> Task: Search through the entries for the word "reader" and copy every line that has it.

> Dataset entries:
>>>

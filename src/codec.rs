//! Wire codec for footer bodies and shadow footers.
//!
//! This module handles serialization and deserialization of the two
//! variable-size footer flavors (series, stream) and the fixed 6-byte shadow
//! footer that trails each of them. It is pure data transformation -- no file
//! I/O, no position tracking.
//!
//! Footer bodies use protocol-buffers encoding (via `prost`): every field
//! carries a numeric tag, fields absent from the wire read back as
//! zero/empty, and unknown tags are skipped. That is what keeps the format
//! forward- and backward-compatible as footer versions evolve.
//!
//! The shadow footer is fixed little-endian binary:
//! `version (u16) | footer_type (u8) | footer_length (u16) | 0x00`. The
//! trailing NUL is the boundary marker the reader anchors its tail-first walk
//! on.

use bytes::BytesMut;
use prost::Message;
use uuid::Uuid;

use crate::error::{Error, Result};
use crate::types::{
    FooterType, IndexedSeriesInfo, SeriesFooterV1, StreamFooterV1, BOUNDARY_MARKER,
    SHADOW_FOOTER_SIZE, SOURCE_SHA1_SIZE,
};

/// Size of the shadow descriptor: the shadow footer minus its boundary marker.
pub const SHADOW_DESCRIPTOR_SIZE: usize = SHADOW_FOOTER_SIZE - 1;

/// Wire form of a version-1 series footer body.
#[derive(Clone, PartialEq, Message)]
struct SeriesFooterWireV1 {
    #[prost(string, tag = "1")]
    uuid: String,
    #[prost(uint64, tag = "2")]
    head_record_epoch: u64,
    #[prost(uint64, tag = "3")]
    tail_record_epoch: u64,
    #[prost(uint64, tag = "4")]
    bytes_length: u64,
    #[prost(uint64, tag = "5")]
    record_count: u64,
    #[prost(uint64, tag = "6")]
    created_epoch: u64,
    #[prost(uint64, tag = "7")]
    updated_epoch: u64,
    #[prost(bytes = "vec", tag = "8")]
    source_sha1: Vec<u8>,
    #[prost(uint32, tag = "9")]
    data_fnv1a_checksum: u32,
    #[prost(string, tag = "10")]
    original_filename: String,
}

/// Wire form of one stream-footer index entry.
#[derive(Clone, PartialEq, Message)]
struct IndexedSeriesInfoWire {
    #[prost(string, tag = "1")]
    uuid: String,
    #[prost(uint64, tag = "2")]
    head_record_epoch: u64,
    #[prost(uint64, tag = "3")]
    tail_record_epoch: u64,
    #[prost(string, tag = "4")]
    original_filename: String,
    #[prost(int64, tag = "5")]
    absolute_position: i64,
}

/// Wire form of a version-1 stream footer body.
#[derive(Clone, PartialEq, Message)]
struct StreamFooterWireV1 {
    #[prost(message, repeated, tag = "1")]
    series: Vec<IndexedSeriesInfoWire>,
}

/// Encode a footer body into `buf`, enforcing the shadow footer's u16 length
/// field.
fn encode_body(message: &impl Message, buf: &mut BytesMut) -> Result<usize> {
    let len = message.encoded_len();
    if len > usize::from(u16::MAX) {
        return Err(Error::Codec(format!(
            "encoded footer body is {len} bytes, exceeding the {} byte limit",
            u16::MAX
        )));
    }

    message
        .encode(buf)
        .map_err(|e| Error::Codec(e.to_string()))?;
    Ok(len)
}

/// Parse a UUID from its wire (text) form.
fn decode_uuid(text: &str) -> Result<Uuid> {
    Uuid::parse_str(text).map_err(|e| Error::Codec(format!("malformed series UUID [{text}]: {e}")))
}

/// Encode a version-1 series footer body into `buf`.
///
/// # Returns
///
/// The number of body bytes appended to `buf`.
///
/// # Errors
///
/// Returns [`Error::Codec`] if the encoded body would not fit the shadow
/// footer's u16 length field.
pub fn encode_series_footer_v1(footer: &SeriesFooterV1, buf: &mut BytesMut) -> Result<usize> {
    let wire = SeriesFooterWireV1 {
        uuid: footer.uuid.to_string(),
        head_record_epoch: footer.head_record_epoch,
        tail_record_epoch: footer.tail_record_epoch,
        bytes_length: footer.bytes_length,
        record_count: footer.record_count,
        created_epoch: footer.created_epoch,
        updated_epoch: footer.updated_epoch,
        source_sha1: footer.source_sha1.to_vec(),
        data_fnv1a_checksum: footer.data_fnv1a_checksum,
        original_filename: footer.original_filename.clone(),
    };

    encode_body(&wire, buf)
}

/// Decode a version-1 series footer body.
///
/// # Errors
///
/// Returns [`Error::Codec`] if the body is malformed, the UUID does not
/// parse, or the source SHA-1 is not exactly 20 bytes.
pub fn decode_series_footer_v1(body: &[u8]) -> Result<SeriesFooterV1> {
    let wire = SeriesFooterWireV1::decode(body)?;

    let sha1_len = wire.source_sha1.len();
    let source_sha1: [u8; SOURCE_SHA1_SIZE] = wire.source_sha1.try_into().map_err(|_| {
        Error::Codec(format!(
            "source SHA-1 is {sha1_len} bytes, expected {SOURCE_SHA1_SIZE}"
        ))
    })?;

    Ok(SeriesFooterV1 {
        uuid: decode_uuid(&wire.uuid)?,
        head_record_epoch: wire.head_record_epoch,
        tail_record_epoch: wire.tail_record_epoch,
        bytes_length: wire.bytes_length,
        record_count: wire.record_count,
        created_epoch: wire.created_epoch,
        updated_epoch: wire.updated_epoch,
        original_filename: wire.original_filename,
        source_sha1,
        data_fnv1a_checksum: wire.data_fnv1a_checksum,
    })
}

/// Encode a version-1 stream footer body into `buf`.
///
/// A footer with no series encodes to zero bytes; that is a legal body and
/// decodes back to an empty index.
///
/// # Returns
///
/// The number of body bytes appended to `buf`.
///
/// # Errors
///
/// Returns [`Error::Codec`] if the encoded body would not fit the shadow
/// footer's u16 length field.
pub fn encode_stream_footer_v1(footer: &StreamFooterV1, buf: &mut BytesMut) -> Result<usize> {
    let wire = StreamFooterWireV1 {
        series: footer
            .series
            .iter()
            .map(|info| IndexedSeriesInfoWire {
                uuid: info.uuid.to_string(),
                head_record_epoch: info.head_record_epoch,
                tail_record_epoch: info.tail_record_epoch,
                original_filename: info.original_filename.clone(),
                absolute_position: info.absolute_position,
            })
            .collect(),
    };

    encode_body(&wire, buf)
}

/// Decode a version-1 stream footer body.
///
/// # Errors
///
/// Returns [`Error::Codec`] if the body is malformed or an entry's UUID does
/// not parse.
pub fn decode_stream_footer_v1(body: &[u8]) -> Result<StreamFooterV1> {
    let wire = StreamFooterWireV1::decode(body)?;

    let mut series = Vec::with_capacity(wire.series.len());
    for entry in wire.series {
        series.push(IndexedSeriesInfo {
            uuid: decode_uuid(&entry.uuid)?,
            head_record_epoch: entry.head_record_epoch,
            tail_record_epoch: entry.tail_record_epoch,
            original_filename: entry.original_filename,
            absolute_position: entry.absolute_position,
        });
    }

    Ok(StreamFooterV1 { series })
}

/// Encode the 5-byte shadow descriptor (everything before the boundary
/// marker) in little-endian order.
pub fn encode_shadow_descriptor(
    version: u16,
    footer_type: FooterType,
    footer_length: u16,
) -> [u8; SHADOW_DESCRIPTOR_SIZE] {
    let mut buf = [0u8; SHADOW_DESCRIPTOR_SIZE];
    buf[0..2].copy_from_slice(&version.to_le_bytes());
    buf[2] = footer_type.code();
    buf[3..5].copy_from_slice(&footer_length.to_le_bytes());
    buf
}

/// Decode the 5-byte shadow descriptor into `(version, type code, length)`.
///
/// The type code is returned raw; the reader validates it against the footer
/// flavor it expects.
pub fn decode_shadow_descriptor(buf: &[u8; SHADOW_DESCRIPTOR_SIZE]) -> (u16, u8, u16) {
    let version = u16::from_le_bytes([buf[0], buf[1]]);
    let type_code = buf[2];
    let footer_length = u16::from_le_bytes([buf[3], buf[4]]);
    (version, type_code, footer_length)
}

/// Encode a complete 6-byte shadow footer, boundary marker included.
pub fn encode_shadow_footer(
    version: u16,
    footer_type: FooterType,
    footer_length: u16,
) -> [u8; SHADOW_FOOTER_SIZE] {
    let descriptor = encode_shadow_descriptor(version, footer_type, footer_length);
    let mut buf = [0u8; SHADOW_FOOTER_SIZE];
    buf[..SHADOW_DESCRIPTOR_SIZE].copy_from_slice(&descriptor);
    buf[SHADOW_DESCRIPTOR_SIZE] = BOUNDARY_MARKER;
    buf
}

<<<

> Written solution:
//! trailing NUL is the boundary marker the reader anchors its tail-first walk
/// The type code is returned raw; the reader validates it against the footer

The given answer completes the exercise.